The biting is natural. As Dick suggests, just grab his snout, look into his eyes, and give a firm no. Don't slap or hit him. Just a firm no...

Good luck!

Mike


----------



## thorpebe (Oct 3, 2003)

thanks for the help I have been grabing her mouth and telling her no. I will continue to do so and hopefully she will stop. thanks again


----------



## ryanps18 (Jun 23, 2006)

I can smell the puppy breath just reading your post.... AHHH!

I will take the the pups lips or gums and role them over the the two canine teeth, that way when he bits he is bitting himself instead of you. It takes time but it works.

I know dick was just telling a story but do not take your pup to a trap range.


----------



## fargojohnson (Oct 17, 2005)

whats wrong witht he trap range? i heard that is a great way to get them used to the gun sound.. :sniper:


----------



## Bobm (Aug 26, 2003)

Grab the collar and gently but firmly push your hand deep into his mouth everytime he does it without any command. He will try to shake his head and get your hand out don't let him for about 5 seconds then remove it if he grabs again push your hand back deep in his mouth.

Never pull away from a dog that biting thats what they expect and their natural reflex is to grab.

He will begin to associate it with that unpeasant feeling and quit.

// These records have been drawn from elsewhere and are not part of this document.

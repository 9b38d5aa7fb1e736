//! Author domain service.
//!
//! Implements the author driving ports. Every mutation is a single
//! relational transaction; the search index is never involved.

use std::sync::Arc;

use async_trait::async_trait;
use mockable::Clock;
use serde_json::json;
use tracing::{debug, info};

use crate::domain::ports::{
    AuthorCommand, AuthorQuery, AuthorRepository, AuthorRepositoryError, RelationalTransactions,
};
use crate::domain::unit_of_work::{map_transaction_error, rollback_or_log, stored_now};
use crate::domain::{Author, AuthorId, AuthorIdName, AuthorInput, Error};

fn map_repository_error(error: AuthorRepositoryError) -> Error {
    match error {
        AuthorRepositoryError::Connection { message } => {
            Error::internal(format!("author repository unavailable: {message}"))
        }
        AuthorRepositoryError::Query { message } => {
            Error::internal(format!("author repository error: {message}"))
        }
        AuthorRepositoryError::NotFound { id } => {
            Error::not_found(format!("author {id} not found")).with_details(json!({ "id": id }))
        }
    }
}

fn validate_input(input: &AuthorInput) -> Result<(), Error> {
    input
        .validate()
        .map_err(|err| Error::invalid_input(err.to_string()))
}

/// Author service implementing [`AuthorCommand`] and [`AuthorQuery`].
pub struct AuthorService<T, A> {
    transactions: Arc<T>,
    authors: Arc<A>,
    clock: Arc<dyn Clock>,
}

impl<T, A> Clone for AuthorService<T, A> {
    fn clone(&self) -> Self {
        Self {
            transactions: Arc::clone(&self.transactions),
            authors: Arc::clone(&self.authors),
            clock: Arc::clone(&self.clock),
        }
    }
}

impl<T, A> AuthorService<T, A> {
    /// Create a new service over the relational store handles.
    pub fn new(transactions: Arc<T>, authors: Arc<A>, clock: Arc<dyn Clock>) -> Self {
        Self {
            transactions,
            authors,
            clock,
        }
    }
}

#[async_trait]
impl<T, A> AuthorCommand for AuthorService<T, A>
where
    T: RelationalTransactions,
    A: AuthorRepository<Tx = T::Tx>,
{
    async fn create_author(&self, input: AuthorInput) -> Result<AuthorId, Error> {
        validate_input(&input)?;
        let author = Author::create(input, AuthorId::random(), stored_now(self.clock.as_ref()));

        let mut tx = self
            .transactions
            .begin()
            .await
            .map_err(map_transaction_error)?;
        if let Err(error) = self.authors.save(&mut tx, &author).await {
            rollback_or_log(self.transactions.as_ref(), tx, "create_author").await;
            return Err(map_repository_error(error));
        }
        self.transactions
            .commit(tx)
            .await
            .map_err(map_transaction_error)?;

        info!(author_id = %author.id, "author created");
        Ok(author.id)
    }

    async fn update_author(
        &self,
        input: Option<AuthorInput>,
        id: AuthorId,
    ) -> Result<AuthorId, Error> {
        let Some(input) = input else {
            return Err(Error::invalid_input("author input is required"));
        };
        if id.is_nil() {
            return Err(Error::invalid_input("author id must not be nil"));
        }
        let update = input.into_update(id, stored_now(self.clock.as_ref()));

        let mut tx = self
            .transactions
            .begin()
            .await
            .map_err(map_transaction_error)?;
        if let Err(error) = self.authors.update(&mut tx, &update).await {
            rollback_or_log(self.transactions.as_ref(), tx, "update_author").await;
            return Err(map_repository_error(error));
        }
        self.transactions
            .commit(tx)
            .await
            .map_err(map_transaction_error)?;

        info!(author_id = %id, "author updated");
        Ok(id)
    }
}

#[async_trait]
impl<T, A> AuthorQuery for AuthorService<T, A>
where
    T: RelationalTransactions,
    A: AuthorRepository,
{
    async fn get_author_by_id(&self, id: AuthorId) -> Result<Author, Error> {
        self.authors
            .find_by_id(&id)
            .await
            .map_err(map_repository_error)?
            .ok_or_else(|| {
                Error::not_found(format!("author {id} not found")).with_details(json!({ "id": id }))
            })
    }

    async fn get_authors_by_ids(&self, ids: Vec<AuthorId>) -> Result<Vec<Author>, Error> {
        if ids.is_empty() {
            return Ok(Vec::new());
        }
        let authors = self
            .authors
            .find_by_ids(&ids)
            .await
            .map_err(|error| map_repository_error(error).with_details(json!({ "ids": ids })))?;
        debug!(requested = ids.len(), found = authors.len(), "authors loaded by id");
        Ok(authors)
    }

    async fn find_id_name_by_name(&self, name: String) -> Result<Vec<AuthorIdName>, Error> {
        let matches = self
            .authors
            .find_id_names_by_name(&name)
            .await
            .map_err(|error| map_repository_error(error).with_details(json!({ "name": name })))?;
        if matches.is_empty() {
            return Err(Error::not_found(format!("no author named {name}"))
                .with_details(json!({ "name": name })));
        }
        Ok(matches)
    }

    async fn find_author_by_email(&self, email: String) -> Result<Author, Error> {
        self.authors
            .find_by_email(&email)
            .await
            .map_err(map_repository_error)?
            .ok_or_else(|| {
                Error::not_found("no author registered under this email")
                    .with_details(json!({ "email": email }))
            })
    }
}

#[cfg(test)]
#[path = "author_service_tests.rs"]
mod tests;
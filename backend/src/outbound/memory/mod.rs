//! Process-local adapters for the relational store and the search index.
//!
//! Used for local runs and tests. They honour the same contracts as the
//! PostgreSQL and Elasticsearch adapters, including staged transactions and
//! upserting partial index updates.

mod article_index;
mod relational_store;

pub use article_index::InMemoryArticleIndex;
pub use relational_store::{InMemoryRelationalStore, InMemoryTx};
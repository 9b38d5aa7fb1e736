//! Driving port for article reads composed across both stores.

use async_trait::async_trait;

use crate::domain::{Article, ArticleId, ArticleWithAuthor, AuthorId, Error};

/// Driving port for article read operations.
///
/// Reads take no lock and may briefly observe a write that has reached one
/// store but not the other.
#[async_trait]
pub trait ArticleQuery: Send + Sync {
    /// Fetch one article with its author attached.
    async fn get_article_by_id(&self, id: ArticleId) -> Result<Article, Error>;

    /// Keyword search with authors attached. Hits whose author no longer
    /// resolves carry a zero-value author.
    async fn get_articles_by_keyword(&self, keyword: String) -> Result<Vec<Article>, Error>;

    /// One author together with every article they own.
    async fn get_article_with_author_by_id(
        &self,
        author_id: AuthorId,
    ) -> Result<ArticleWithAuthor, Error>;

    /// One group per author called `name`, each holding only that author's
    /// articles. Callers must not depend on group order.
    async fn get_articles_by_author_name(
        &self,
        name: String,
    ) -> Result<Vec<ArticleWithAuthor>, Error>;

    /// Every indexed article with its author attached.
    async fn get_all_articles(&self) -> Result<Vec<Article>, Error>;
}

But as Dick stated, all dogs are mouthy to some extent until about two years of age.


----------



## always_outdoors (Dec 17, 2002)

I do the bottom jaw grab technique. I like to try and stay away from the nose if at all possible. When the pup bites, I grab the bottom jaw. Typically it is very uncomfortable for them as they can free themselves.

I liked the story Dick.


----------



## Chuck Smith (Feb 22, 2005)

Like livs2hunt stated.....

I like the bottom jaw grab and then push down. This will be a combonation of the two methods. It will be uncomfortable for the pup and they will stop.

Again most pups are mouthy. I knew of one Chocolate lab that was mouth for 4 years. It was his way of getting attention. In stead of nudging you to pet him he would come up and just mouth your arm. No marks or biting down. Just slobber.....The owner tried the above technique....and in about 4 weeks it was done. Just my .02 pennies.


----------



## ryanps18 (Jun 23, 2006)

fargojohnson said:


> whats wrong witht he trap range? i heard that is a great way to get them used to the gun sound.. :sniper:


If you bring a pup to a gun range you will more than likely make your dog gun shy. I have no idea who came up with that idea but I would not do it.


----------



## bigbrad123 (Dec 22, 2005)

I have a chocolate lab, just about 8 months old. I used a couple of the techniques listed here: grabbing the bottom jaw, a firm no, etc. I always started with the "NO" technique, but if that didn't make him stop, I graduated to something a little more uncomfortable for them. I also found a technique on the internet I tried. When they bite, let out a high-pitched "OWWW". It will shock the dog and then when they come to you, ignore them for a couple minutes. They will learn that biting = no attention and a high-pitched sound which they do not like. Just an idea. Doing all of the above seemed to help my dog. Doesn't bite at all, even when playing now.


----------



## Sasha and Abby (May 11, 2004)

ryanps18 said:


> fargojohnson said:
> 
> 
> > whats wrong witht he trap range? i heard that is a great way to get them used to the gun sound.. :sniper:
> ...


Dead right. Introduce your pup to loud noises gradually and by degrees. Do NOT jump right in at the range unless you WANT the dog to be gunshy.

There is NO reason to take a young dog around guns at all until they are several months old... just too much risk.


----------



## taddy1340 (Dec 10, 2004)

> When they bite, let out a high-pitched "OWWW".


Brad,
I'd love to see you do that in public! That would freak some people out! :lol: As long as it works for you...that's what matters.

:beer: 
Miike


----------